BAILII is celebrating 24 years of free online access to the law! Would you consider making a contribution?

No donation is too small. If every visitor before 31 December gives just £5, it will have a significant impact on BAILII's ability to continue providing free access to the law.
Thank you very much for your support!



BAILII [Home] [Databases] [World Law] [Multidatabase Search] [Help] [Feedback]

First-tier Tribunal (Tax)


You are here: BAILII >> Databases >> First-tier Tribunal (Tax) >> Universal (Commercial) Ltd v Revenue & Customs [2012] UKFTT 467 (TC) (11 July 2012)
URL: http://www.bailii.org/uk/cases/UKFTT/TC/2012/TC02144.html
Cite as: [2012] UKFTT 467 (TC)

[New search] [Printable PDF version] [Help]


Universal (Commercial) Ltd v Revenue & Customs [2012] UKFTT 467 (TC) (11 July 2012)
PROCEDURE
Other

[2012] UKFTT 467 (TC)

 

 

 

TC02144

 

 

 

Appeal number:TC/2011/6762

 

PAYE – regulation 80 determination – application to appeal out of time.

 

 

FIRST-TIER TRIBUNAL

TAX CHAMBER

 

 

 

 

UNIVERSAL (Commercial) LTD

Appellant

 

 

 

 

- and -

 

 

 

 

 

THE COMMISSIONERS FOR HER MAJESTY’S

Respondents

 

REVENUE & CUSTOMS

 

 

 

 

TRIBUNAL:

JUDGE  CHARLES HELLIER

 

SONIA GABLE

 

 

 

Sitting in public in Ashford on 5 May 2012

 

 

Mr Hamilton, a director of the Appellant, for the Appellant

 

Karen Weare, of HM Revenue and Customs, for the Respondents

 

 

 

 

 

 

 

 

© CROWN COPYRIGHT 2012


DECISION

 

 

1.           This is an application to make appeals out of time under section 49 TMA 70 against PAYE determinations under regulation 80 of the PAYE Regulations 2003 for the years 2006/07, 2007/08 and 2008/09. The determinations were made on 12 May 2010 and the appellant wrote to HMRC seeking to appeal on 26 July 2011.

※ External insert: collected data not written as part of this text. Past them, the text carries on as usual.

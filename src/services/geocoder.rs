//! Geocoding and the geospatial radius computation. The external lookup is a
//! collaborator behind the `Geocoder` trait; the angular-radius arithmetic is
//! local and unit-explicit.

use async_trait::async_trait;
use mongodb::bson::{doc, Document};
use serde::Deserialize;

use crate::config::{DistanceUnit, GeocoderConfig};
use crate::error::AppError;

#[derive(Debug, Clone, Copy, PartialEq)]
pub struct GeoPoint {
    pub latitude: f64,
    pub longitude: f64,
}

#[async_trait]
pub trait Geocoder: Send + Sync {
    /// Resolve a free-form location (postal code or street address) to a
    /// best-match coordinate.
    async fn geocode(&self, location: &str) -> Result<GeoPoint, AppError>;
}

/// Distance as a fraction of Earth's radius, for spherical containment
/// queries. The unit of `distance` must match `unit`.
pub fn angular_radius(distance: f64, unit: DistanceUnit) -> f64 {
    distance / unit.earth_radius()
}

/// Reject a non-positive (or NaN) search distance before it reaches the
/// store, which errors on negative `$centerSphere` radii.
pub fn validate_distance(distance: f64) -> Result<f64, AppError> {
    if distance > 0.0 {
        Ok(distance)
    } else {
        Err(AppError::BadRequest(anyhow::anyhow!(
            "Distance must be a positive number"
        )))
    }
}

/// `$geoWithin $centerSphere` filter with GeoJSON `[lng, lat]` center
/// ordering.
pub fn radius_filter(center: GeoPoint, radius: f64) -> Document {
    doc! {
        "location": {
            "$geoWithin": {
                "$centerSphere": [[center.longitude, center.latitude], radius]
            }
        }
    }
}

/// Nominatim-style HTTP geocoder: `GET {base}/search?q=…&format=json`
/// returning an array of candidate matches, best first.
#[derive(Clone)]
pub struct HttpGeocoder {
    http: reqwest::Client,
    base_url: String,
}

#[derive(Debug, Deserialize)]
struct GeocodeCandidate {
    lat: String,
    lon: String,
}

impl HttpGeocoder {
    pub fn new(config: &GeocoderConfig) -> Result<Self, AppError> {
        let http = reqwest::Client::builder()
            .user_agent(config.user_agent.clone())
            .build()
            .map_err(|e| AppError::ConfigError(anyhow::Error::new(e)))?;

        Ok(Self {
            http,
            base_url: config.base_url.trim_end_matches('/').to_string(),
        })
    }
}

#[async_trait]
impl Geocoder for HttpGeocoder {
    async fn geocode(&self, location: &str) -> Result<GeoPoint, AppError> {
        let url = format!("{}/search", self.base_url);

        let candidates: Vec<GeocodeCandidate> = self
            .http
            .get(&url)
            .query(&[("q", location), ("format", "json"), ("limit", "1")])
            .send()
            .await
            .map_err(|e| AppError::BadGateway(format!("geocoder request failed: {}", e)))?
            .error_for_status()
            .map_err(|e| AppError::BadGateway(format!("geocoder returned an error: {}", e)))?
            .json()
            .await
            .map_err(|e| AppError::BadGateway(format!("geocoder response unreadable: {}", e)))?;

        let best = candidates.first().ok_or_else(|| {
            AppError::BadRequest(anyhow::anyhow!("Could not resolve location '{}'", location))
        })?;

        let latitude = best.lat.parse().map_err(|_| {
            AppError::BadGateway(format!("geocoder returned malformed latitude '{}'", best.lat))
        })?;
        let longitude = best.lon.parse().map_err(|_| {
            AppError::BadGateway(format!("geocoder returned malformed longitude '{}'", best.lon))
        })?;

        tracing::debug!(location = %location, latitude, longitude, "Geocoded location");

        Ok(GeoPoint {
            latitude,
            longitude,
        })
    }
}

#[cfg(test)]
mod tests {
    use super::*;
    use mongodb::bson::Bson;

    #[test]
    fn angular_radius_divides_by_earth_radius() {
        assert_eq!(angular_radius(100.0, DistanceUnit::Kilometers), 100.0 / 6378.0);
        assert_eq!(angular_radius(100.0, DistanceUnit::Miles), 100.0 / 3963.0);
    }

    #[test]
    fn non_positive_distances_are_rejected() {
        assert!(validate_distance(100.0).is_ok());
        assert!(validate_distance(0.0).is_err());
        assert!(validate_distance(-5.0).is_err());
        assert!(validate_distance(f64::NAN).is_err());
    }

    #[test]
    fn radius_filter_centers_on_lng_lat() {
        let center = GeoPoint {
            latitude: 40.0,
            longitude: -75.0,
        };
        let radius = angular_radius(100.0, DistanceUnit::Kilometers);
        let filter = radius_filter(center, radius);

        let sphere = filter
            .get_document("location")
            .unwrap()
            .get_document("$geoWithin")
            .unwrap()
            .get_array("$centerSphere")
            .unwrap();

        assert_eq!(
            sphere[0],
            Bson::Array(vec![Bson::Double(-75.0), Bson::Double(40.0)])
        );
        assert_eq!(sphere[1], Bson::Double(100.0 / 6378.0));
    }
}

2.           In the case of an appeal against a regulation 80 assessment the relevant time limit is 30 days after the regulation 80 determination is issued (see Regulation 80(5) and section 31A TMA 1970). The appellant was therefore out time in making its appeals by over a year.

3.           Section 49 TMA 1970 provides that notice to appeal may be given after the relevant time limit if either HMRC agree, or, where HMRC do not agree, the tribunal gives permission. Subsection (3) of section 49 provides that if three conditions are met HMRC must agree to permit the late appeal. One of those conditions is that there was a reasonable excuse for not giving  notice to appeal before the relevant time limit.

4.           It is plain that HMRC may agree to an appeal being given out time even if the relevant conditions are not satisfied. If they are satisfied however they are required to give permission. The tribunal on the other hand is given a discretion by section 49 which is not limited in any way by that section.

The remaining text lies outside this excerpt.